> **Exercise**:
For the listing that follows, give again exactly the lines from the one with "else if let" to the one with "fn user_home() ->", including both.

> **Task material**:

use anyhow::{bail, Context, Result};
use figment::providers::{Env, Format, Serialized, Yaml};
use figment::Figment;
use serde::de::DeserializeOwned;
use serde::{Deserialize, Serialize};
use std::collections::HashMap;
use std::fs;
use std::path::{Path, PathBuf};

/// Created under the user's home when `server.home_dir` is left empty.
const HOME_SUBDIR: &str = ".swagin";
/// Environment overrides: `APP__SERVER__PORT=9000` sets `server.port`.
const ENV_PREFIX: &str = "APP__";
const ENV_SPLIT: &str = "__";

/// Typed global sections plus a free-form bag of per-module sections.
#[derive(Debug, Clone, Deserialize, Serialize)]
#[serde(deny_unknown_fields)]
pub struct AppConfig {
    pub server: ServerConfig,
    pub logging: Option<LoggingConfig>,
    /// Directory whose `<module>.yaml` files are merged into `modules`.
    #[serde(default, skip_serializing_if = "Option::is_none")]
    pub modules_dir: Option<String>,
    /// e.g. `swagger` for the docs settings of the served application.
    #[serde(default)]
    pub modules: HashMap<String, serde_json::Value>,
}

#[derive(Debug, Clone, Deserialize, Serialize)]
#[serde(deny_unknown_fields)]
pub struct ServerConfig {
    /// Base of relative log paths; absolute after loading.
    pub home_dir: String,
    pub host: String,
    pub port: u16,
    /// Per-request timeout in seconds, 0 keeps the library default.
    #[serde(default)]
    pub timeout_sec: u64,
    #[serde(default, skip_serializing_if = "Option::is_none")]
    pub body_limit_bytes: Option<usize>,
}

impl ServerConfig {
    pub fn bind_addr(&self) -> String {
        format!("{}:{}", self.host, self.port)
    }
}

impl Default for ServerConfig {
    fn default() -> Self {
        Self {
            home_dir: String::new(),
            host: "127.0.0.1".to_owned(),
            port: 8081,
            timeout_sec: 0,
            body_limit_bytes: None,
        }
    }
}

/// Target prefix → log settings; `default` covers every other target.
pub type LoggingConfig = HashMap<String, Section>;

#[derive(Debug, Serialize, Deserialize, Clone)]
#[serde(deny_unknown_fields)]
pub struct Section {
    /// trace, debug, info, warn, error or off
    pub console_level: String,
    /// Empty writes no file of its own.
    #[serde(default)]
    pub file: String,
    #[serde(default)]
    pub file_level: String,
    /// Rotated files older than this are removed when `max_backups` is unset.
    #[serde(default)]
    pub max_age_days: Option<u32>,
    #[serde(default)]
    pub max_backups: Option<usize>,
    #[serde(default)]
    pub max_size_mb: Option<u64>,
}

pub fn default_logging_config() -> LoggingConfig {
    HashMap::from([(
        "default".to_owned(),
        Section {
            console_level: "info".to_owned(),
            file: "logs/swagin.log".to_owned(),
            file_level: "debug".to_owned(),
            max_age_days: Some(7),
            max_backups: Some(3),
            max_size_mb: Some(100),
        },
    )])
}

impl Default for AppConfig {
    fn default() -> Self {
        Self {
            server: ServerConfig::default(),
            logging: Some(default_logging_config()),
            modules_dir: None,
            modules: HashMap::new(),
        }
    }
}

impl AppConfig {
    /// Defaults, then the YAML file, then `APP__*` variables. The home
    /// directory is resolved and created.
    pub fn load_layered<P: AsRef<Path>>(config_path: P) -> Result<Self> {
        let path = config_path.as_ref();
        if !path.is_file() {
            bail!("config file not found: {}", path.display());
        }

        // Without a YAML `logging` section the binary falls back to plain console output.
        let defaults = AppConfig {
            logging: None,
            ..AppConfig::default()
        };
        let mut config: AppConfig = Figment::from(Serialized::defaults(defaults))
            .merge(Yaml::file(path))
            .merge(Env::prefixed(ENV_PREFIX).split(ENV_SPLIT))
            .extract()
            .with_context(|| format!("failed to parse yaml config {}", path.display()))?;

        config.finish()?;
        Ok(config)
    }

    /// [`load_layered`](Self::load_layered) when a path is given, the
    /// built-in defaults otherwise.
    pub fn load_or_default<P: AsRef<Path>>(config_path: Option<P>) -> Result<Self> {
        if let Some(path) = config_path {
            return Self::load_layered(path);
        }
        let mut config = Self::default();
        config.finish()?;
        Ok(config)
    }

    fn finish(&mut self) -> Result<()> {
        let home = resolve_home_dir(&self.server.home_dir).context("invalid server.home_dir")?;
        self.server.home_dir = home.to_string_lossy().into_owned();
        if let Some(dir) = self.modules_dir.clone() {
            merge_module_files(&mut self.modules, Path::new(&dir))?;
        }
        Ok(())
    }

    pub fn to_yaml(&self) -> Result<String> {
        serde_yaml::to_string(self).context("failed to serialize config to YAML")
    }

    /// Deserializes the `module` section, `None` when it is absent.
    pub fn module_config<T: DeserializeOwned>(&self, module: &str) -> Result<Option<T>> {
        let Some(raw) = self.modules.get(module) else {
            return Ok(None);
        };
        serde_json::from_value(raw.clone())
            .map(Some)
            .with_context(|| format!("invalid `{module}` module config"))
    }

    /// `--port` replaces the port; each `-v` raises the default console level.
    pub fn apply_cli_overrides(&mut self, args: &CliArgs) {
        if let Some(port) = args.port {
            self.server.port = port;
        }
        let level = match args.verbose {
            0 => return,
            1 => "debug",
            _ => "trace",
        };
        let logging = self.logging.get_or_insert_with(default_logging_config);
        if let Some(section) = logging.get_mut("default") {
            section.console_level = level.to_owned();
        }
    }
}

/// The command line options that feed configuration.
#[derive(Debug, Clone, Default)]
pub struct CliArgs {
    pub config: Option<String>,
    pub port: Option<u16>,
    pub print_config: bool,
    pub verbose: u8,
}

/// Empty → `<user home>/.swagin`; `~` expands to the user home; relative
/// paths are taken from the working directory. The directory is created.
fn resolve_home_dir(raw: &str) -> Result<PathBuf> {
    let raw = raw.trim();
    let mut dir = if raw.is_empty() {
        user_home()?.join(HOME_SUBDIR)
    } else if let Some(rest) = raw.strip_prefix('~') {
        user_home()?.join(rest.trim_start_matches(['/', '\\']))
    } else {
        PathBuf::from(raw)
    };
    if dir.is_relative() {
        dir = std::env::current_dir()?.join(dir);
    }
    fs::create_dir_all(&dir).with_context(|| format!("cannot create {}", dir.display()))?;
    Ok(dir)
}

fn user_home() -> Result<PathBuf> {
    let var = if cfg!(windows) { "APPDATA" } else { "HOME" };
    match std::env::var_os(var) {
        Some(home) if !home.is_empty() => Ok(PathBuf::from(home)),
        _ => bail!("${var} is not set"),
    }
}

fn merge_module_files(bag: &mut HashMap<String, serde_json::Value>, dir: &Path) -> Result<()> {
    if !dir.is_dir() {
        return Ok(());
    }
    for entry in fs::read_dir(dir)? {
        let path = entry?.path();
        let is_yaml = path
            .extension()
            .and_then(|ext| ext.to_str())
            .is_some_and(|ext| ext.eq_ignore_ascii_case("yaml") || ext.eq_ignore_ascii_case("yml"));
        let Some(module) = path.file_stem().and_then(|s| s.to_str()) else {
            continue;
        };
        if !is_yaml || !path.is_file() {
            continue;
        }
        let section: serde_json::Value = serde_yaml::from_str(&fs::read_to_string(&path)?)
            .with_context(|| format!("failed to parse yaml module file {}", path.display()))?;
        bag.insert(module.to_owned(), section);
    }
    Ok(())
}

> **Result of the exercise**:
    } else if let Some(rest) = raw.strip_prefix('~') {
        user_home()?.join(rest.trim_start_matches(['/', '\\']))
    } else {
        PathBuf::from(raw)
    };
    if dir.is_relative() {
        dir = std::env::current_dir()?.join(dir);
    }
    fs::create_dir_all(&dir).with_context(|| format!("cannot create {}", dir.display()))?;
    Ok(dir)
}

fn user_home() -> Result<PathBuf> {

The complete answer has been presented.